From the line containing "Contact form payload." down to the final entry below, restate each line word for word.
- - - - -
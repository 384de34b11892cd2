//! Public endpoints: registration intake and the contact form.

use axum::Json;
use axum::extract::State;
use school_core::{JobId, Registration};
use serde::{Deserialize, Serialize};
use serde_json::{Value, json};

use actors::SubmitOutcome;
use db::repositories::MessageRepository;

use crate::error::ApiError;
use crate::state::AppState;

/// Response body for a registration submission.
#[derive(Debug, Serialize)]
#[serde(tag = "status", rename_all = "lowercase")]
pub enum SubmitResponse {
    /// The row was committed synchronously.
    #[serde(rename_all = "camelCase")]
    Inserted { id: i64, duration_ms: u64 },
    /// The submission waits in the fallback queue.
    #[serde(rename_all = "camelCase")]
    Queued { job_id: JobId, queue_position: usize },
}

/// `POST /api/register`
pub async fn register(
    State(state): State<AppState>,
    Json(payload): Json<Registration>,
) -> Result<Json<SubmitResponse>, ApiError> {
    validate_registration(&payload)?;

    let response = match state.intake.submit(payload).await? {
        SubmitOutcome::Inserted { id, duration_ms } => SubmitResponse::Inserted { id, duration_ms },
        SubmitOutcome::Queued {
            job_id,
            queue_position,
        } => SubmitResponse::Queued {
            job_id,
            queue_position,
        },
    };

    Ok(Json(response))
}

fn validate_registration(payload: &Registration) -> Result<(), ApiError> {
    let required = [
        ("firstName", &payload.first_name),
        ("lastName", &payload.last_name),
        ("dateOfBirth", &payload.date_of_birth),
        ("gender", &payload.gender),
        ("email", &payload.email),
        ("phone", &payload.phone),
        ("address", &payload.address),
        ("program", &payload.program),
        ("grade", &payload.grade),
    ];

    for (field, value) in required {
        if value.trim().is_empty() {
            return Err(ApiError::BadRequest(format!(
                "Missing required field: {field}"
            )));
        }
    }

    if !is_valid_email(&payload.email) {
        return Err(ApiError::BadRequest("Invalid email format".to_string()));
    }

    Ok(())
}

/// Shape check only: non-empty local part, one '@', dotted domain,
/// no whitespace. Real verification belongs to an email round-trip.
fn is_valid_email(email: &str) -> bool {
    if email.chars().any(char::is_whitespace) {
        return false;
    }
    let Some((local, domain)) = email.split_once('@') else {
        return false;
    };
    if local.is_empty() || domain.contains('@') {
        return false;
    }
    match domain.rsplit_once('.') {
        Some((host, tld)) => !host.is_empty() && !tld.is_empty(),
        None => false,
    }
}

/// Contact form payload.
#[derive(Debug, Deserialize)]
pub struct ContactForm {
    pub name: String,
    pub email: String,
    #[serde(default)]
    pub phone: Option<String>,
    pub message: String,
}

/// `POST /api/contact`
pub async fn contact(
    State(_state): State<AppState>,
    Json(form): Json<ContactForm>,
) -> Result<Json<Value>, ApiError> {
    if form.name.trim().is_empty()
        || form.email.trim().is_empty()
        || form.message.trim().is_empty()
    {
        return Err(ApiError::BadRequest(
            "Name, email, and message are required".to_string(),
        ));
    }

    let message =
        MessageRepository::create(&form.name, &form.email, form.phone.as_deref(), &form.message)
            .await?;

    Ok(Json(json!({
        "success": true,
        "message": "Message sent successfully",
        "id": message.id,
    })))
}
- - - - -
:: Expected answer ::
/// Contact form payload.
#[derive(Debug, Deserialize)]
pub struct ContactForm {
    pub name: String,
    pub email: String,
    #[serde(default)]
    pub phone: Option<String>,
    pub message: String,
}

/// `POST /api/contact`
pub async fn contact(
    State(_state): State<AppState>,
    Json(form): Json<ContactForm>,
) -> Result<Json<Value>, ApiError> {
    if form.name.trim().is_empty()
        || form.email.trim().is_empty()
        || form.message.trim().is_empty()
    {
        return Err(ApiError::BadRequest(
            "Name, email, and message are required".to_string(),
        ));
    }

    let message =
        MessageRepository::create(&form.name, &form.email, form.phone.as_deref(), &form.message)
            .await?;

    Ok(Json(json!({
        "success": true,
        "message": "Message sent successfully",
        "id": message.id,
    })))
}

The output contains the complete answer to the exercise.